Residencial Luis Lloréns Torres, also commonly known as Lloréns Torres, is a public housing complex in San Juan, Puerto Rico. It is located a few minutes driving distance from both the tourist and hotels areas of the Condado and Isla Verde neighborhoods, and from Luis Munoz Marin International Airport. It is also minutes away from the neighboring city of Carolina. Named after Puerto Rican independence advocate Luis Lloréns Torres, the complex is the largest housing and apartments complex in Puerto Rico, with some 2,600 residents accounted during the 2000 census. Other sources, such as Univision, say there are as many as 30,000 residents in the residencial. These residents occupy 2,000 apartments.
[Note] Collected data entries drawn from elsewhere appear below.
//! HTTP route handlers.

use std::sync::Arc;

use axum::extract::rejection::JsonRejection;
use axum::middleware;
use axum::{
    extract::{Extension, Path, State},
    response::Json,
    routing::{get, post},
    Router,
};
use tokio_util::sync::CancellationToken;
use tower_http::cors::CorsLayer;
use tower_http::trace::TraceLayer;
use uuid::Uuid;

use crate::config::Config;
use crate::ledger::{FileLedger, InMemoryLedger, LedgerError, SharedLedger};
use crate::redeem::{self, RedemptionCodeStore};
use crate::tasks::{
    start_sweeper, BatchCoordinator, BatchResult, CancelResult, InMemoryTaskStore, TaskEngine,
    TaskStatus, TaskView,
};
use crate::upstream::{HttpUpstreamClient, ProbeReport, SharedUpstream};
use crate::util::mask_identifier;

use super::auth::{self, Credential};
use super::error::ApiError;
use super::types::*;

/// Shared application state.
pub struct AppState {
    pub config: Config,
    /// Runs verification tasks
    pub engine: Arc<TaskEngine>,
    pub batch: BatchCoordinator,
    /// Credit balances, keyed by API key
    pub ledger: SharedLedger,
    pub codes: Arc<RedemptionCodeStore>,
}

impl AppState {
    pub fn new(
        config: Config,
        ledger: SharedLedger,
        codes: Arc<RedemptionCodeStore>,
        upstream: SharedUpstream,
    ) -> Self {
        let engine = Arc::new(TaskEngine::new(
            Arc::new(InMemoryTaskStore::new()),
            Arc::clone(&ledger),
            upstream,
            config.engine.clone(),
        ));
        Self {
            batch: BatchCoordinator::new(Arc::clone(&engine)),
            engine,
            ledger,
            codes,
            config,
        }
    }

    /// Build the production state: file or memory stores, HTTP upstream.
    pub async fn from_config(config: Config) -> anyhow::Result<Self> {
        let (ledger, codes): (SharedLedger, RedemptionCodeStore) = match &config.data_dir {
            Some(dir) => {
                tokio::fs::create_dir_all(dir).await?;
                let ledger: SharedLedger =
                    Arc::new(FileLedger::open(dir.join("ledger.json")).await?);
                let codes = RedemptionCodeStore::open(dir.join("redeem_codes.json")).await?;
                tracing::info!(data_dir = %dir.display(), "Using file-backed ledger and codes");
                (ledger, codes)
            }
            None => {
                tracing::warn!("DATA_DIR not set, balances and codes are kept in memory only");
                let ledger: SharedLedger = Arc::new(InMemoryLedger::new());
                (ledger, RedemptionCodeStore::in_memory())
            }
        };
        tracing::info!(persistent = ledger.is_persistent(), "Credit ledger ready");

        let client = HttpUpstreamClient::new(&config.upstream)?;
        tracing::info!(
            base_url = %client.base_url(),
            timeout_ms = config.upstream.timeout.as_millis() as u64,
            "Upstream client ready"
        );
        let upstream: SharedUpstream = Arc::new(client);
        Ok(Self::new(config, ledger, Arc::new(codes), upstream))
    }

    /// Open the configured accounts. Existing balances are left alone.
    pub async fn seed_accounts(&self) -> Result<(), LedgerError> {
        for (key, credits) in &self.config.seed_accounts {
            if self.ledger.open_account(key, *credits).await? {
                tracing::info!(api_key = %mask_identifier(key), credits, "Opened account");
            }
        }
        Ok(())
    }
}

/// Assemble the router with public, user, and admin routes.
pub fn build_router(state: Arc<AppState>) -> Router {
    let public_routes = Router::new().route("/health", get(health));

    let user_routes = Router::new()
        .route("/quota", get(get_quota))
        .route("/upstream/status", get(get_upstream_status))
        .route("/redeem", post(redeem_code))
        .route("/verify", post(create_task))
        .route("/verify/status/:task_id", get(get_task_status))
        .route("/verify/batch", post(run_batch))
        .route("/cancel", post(cancel))
        .layer(middleware::from_fn_with_state(
            Arc::clone(&state),
            auth::require_api_key,
        ));

    let admin_routes = Router::new()
        .route("/admin/codes", post(mint_codes))
        .layer(middleware::from_fn_with_state(
            Arc::clone(&state),
            auth::require_admin,
        ));

    Router::new()
        .merge(public_routes)
        .merge(user_routes)
        .merge(admin_routes)
        .layer(CorsLayer::permissive())
        .layer(TraceLayer::new_for_http())
        .with_state(state)
}

/// Start the HTTP server.
pub async fn serve(config: Config) -> anyhow::Result<()> {
    let addr = format!("{}:{}", config.host, config.port);
    let state = Arc::new(AppState::from_config(config).await?);
    state.seed_accounts().await?;

    let shutdown = CancellationToken::new();
    let sweeper = start_sweeper(Arc::clone(&state.engine), shutdown.clone());

    let app = build_router(Arc::clone(&state));
    let listener = tokio::net::TcpListener::bind(&addr).await?;
    tracing::info!("Server listening on {}", addr);

    // Setup graceful shutdown on SIGTERM/SIGINT
    axum::serve(listener, app)
        .with_graceful_shutdown(shutdown_signal(shutdown.clone()))
        .await?;

    shutdown.cancel();
    if let Err(e) = sweeper.await {
        tracing::warn!("Sweeper task ended abnormally: {}", e);
    }
    Ok(())
}

/// Wait for a shutdown signal, then stop the background workers.
async fn shutdown_signal(shutdown: CancellationToken) {
    let ctrl_c = async {
        if let Err(e) = tokio::signal::ctrl_c().await {
            tracing::error!("Failed to listen for Ctrl+C: {}", e);
            std::future::pending::<()>().await;
        }
    };

    #[cfg(unix)]
    let terminate = async {
        match tokio::signal::unix::signal(tokio::signal::unix::SignalKind::terminate()) {
            Ok(mut signal) => {
                signal.recv().await;
            }
            Err(e) => {
                tracing::error!("Failed to install SIGTERM handler: {}", e);
                std::future::pending::<()>().await;
            }
        }
    };

    #[cfg(not(unix))]
    let terminate = std::future::pending::<()>();

    tokio::select! {
        _ = ctrl_c => {},
        _ = terminate => {},
        _ = shutdown.cancelled() => {},
    }

    tracing::info!("Shutdown signal received, stopping background workers");
    shutdown.cancel();
}

async fn health(State(state): State<Arc<AppState>>) -> Json<HealthResponse> {
    Json(HealthResponse {
        status: "ok".to_string(),
        version: env!("CARGO_PKG_VERSION").to_string(),
        active_tasks: state.engine.active_tasks().await,
    })
}

async fn get_quota(
    State(state): State<Arc<AppState>>,
    Extension(Credential(key)): Extension<Credential>,
) -> Result<Json<QuotaResponse>, ApiError> {
    let credits = state.ledger.get_balance(&key).await?;
    Ok(Json(QuotaResponse {
        api_key: mask_identifier(&key),
        credits,
    }))
}

async fn get_upstream_status(State(state): State<Arc<AppState>>) -> Json<ProbeReport> {
    Json(state.engine.upstream().probe().await)
}

async fn redeem_code(
    State(state): State<Arc<AppState>>,
    Extension(Credential(key)): Extension<Credential>,
    payload: Result<Json<RedeemRequest>, JsonRejection>,
) -> Result<Json<RedeemResponse>, ApiError> {
    let Json(req) = payload?;
    let redemption = redeem::redeem(&state.codes, state.ledger.as_ref(), &key, &req.code).await?;
    Ok(Json(RedeemResponse {
        message: format!("Added {} credits", redemption.credits_added),
        code: redemption.code,
        credits_added: redemption.credits_added,
        credits_total: redemption.credits_total,
        api_key: mask_identifier(&key),
    }))
}

async fn create_task(
    State(state): State<Arc<AppState>>,
    Extension(Credential(key)): Extension<Credential>,
    payload: Result<Json<CreateTaskRequest>, JsonRejection>,
) -> Result<Json<CreateTaskResponse>, ApiError> {
    let Json(req) = payload?;
    let task = state.engine.create_task(&key, &req.verification_id).await?;
    Ok(Json(CreateTaskResponse {
        task_id: task.id,
        status: TaskStatus::Pending,
        message: "Verification task created".to_string(),
    }))
}

async fn get_task_status(
    State(state): State<Arc<AppState>>,
    Extension(Credential(key)): Extension<Credential>,
    Path(task_id): Path<String>,
) -> Result<Json<TaskView>, ApiError> {
    let id = Uuid::parse_str(&task_id)
        .map_err(|_| ApiError::not_found(format!("task {} not found", task_id)))?;
    Ok(Json(state.engine.get_status(&key, id).await?))
}

async fn run_batch(
    State(state): State<Arc<AppState>>,
    Extension(Credential(key)): Extension<Credential>,
    payload: Result<Json<BatchRequest>, JsonRejection>,
) -> Result<Json<BatchResult>, ApiError> {
    let Json(req) = payload?;
    Ok(Json(state.batch.run_batch(&key, &req.verification_ids).await?))
}

async fn cancel(
    State(state): State<Arc<AppState>>,
    Extension(Credential(key)): Extension<Credential>,
    payload: Result<Json<CancelRequest>, JsonRejection>,
) -> Result<Json<CancelResult>, ApiError> {
    let Json(req) = payload?;
    Ok(Json(state.engine.cancel(&key, &req.verification_id).await?))
}

async fn mint_codes(
    State(state): State<Arc<AppState>>,
    payload: Result<Json<MintCodesRequest>, JsonRejection>,
) -> Result<Json<MintCodesResponse>, ApiError> {
    let Json(req) = payload?;
    let minted = state.codes.mint(req.count, req.credits).await?;
    Ok(Json(MintCodesResponse {
        credits: req.credits,
        codes: minted.into_iter().map(|c| c.code).collect(),
    }))
}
The complex is also known for its long standing drug trafficking situation. For decades, the residencial, along with others such as Residencial Nemesio Canales and Torres de Sabana, for example, has been a focus of the illegal drug trade in Puerto Rico, and there have been periodic rivalries between cartels operating at Luis Lloréns Torres and those other residenciales, as well as with cartels from other areas of the island.

History
Construction of the residencial began early in the 1950s. By 1953, construction was completed and the residencial opened its doors to new residents. The residencial was inaugurated on July 27 of 1953.

By the late 1980s, the residencial had begun suffering from drug gang activity. The situation has been a long-standing one, and by 2022, police interventions and arrests continued.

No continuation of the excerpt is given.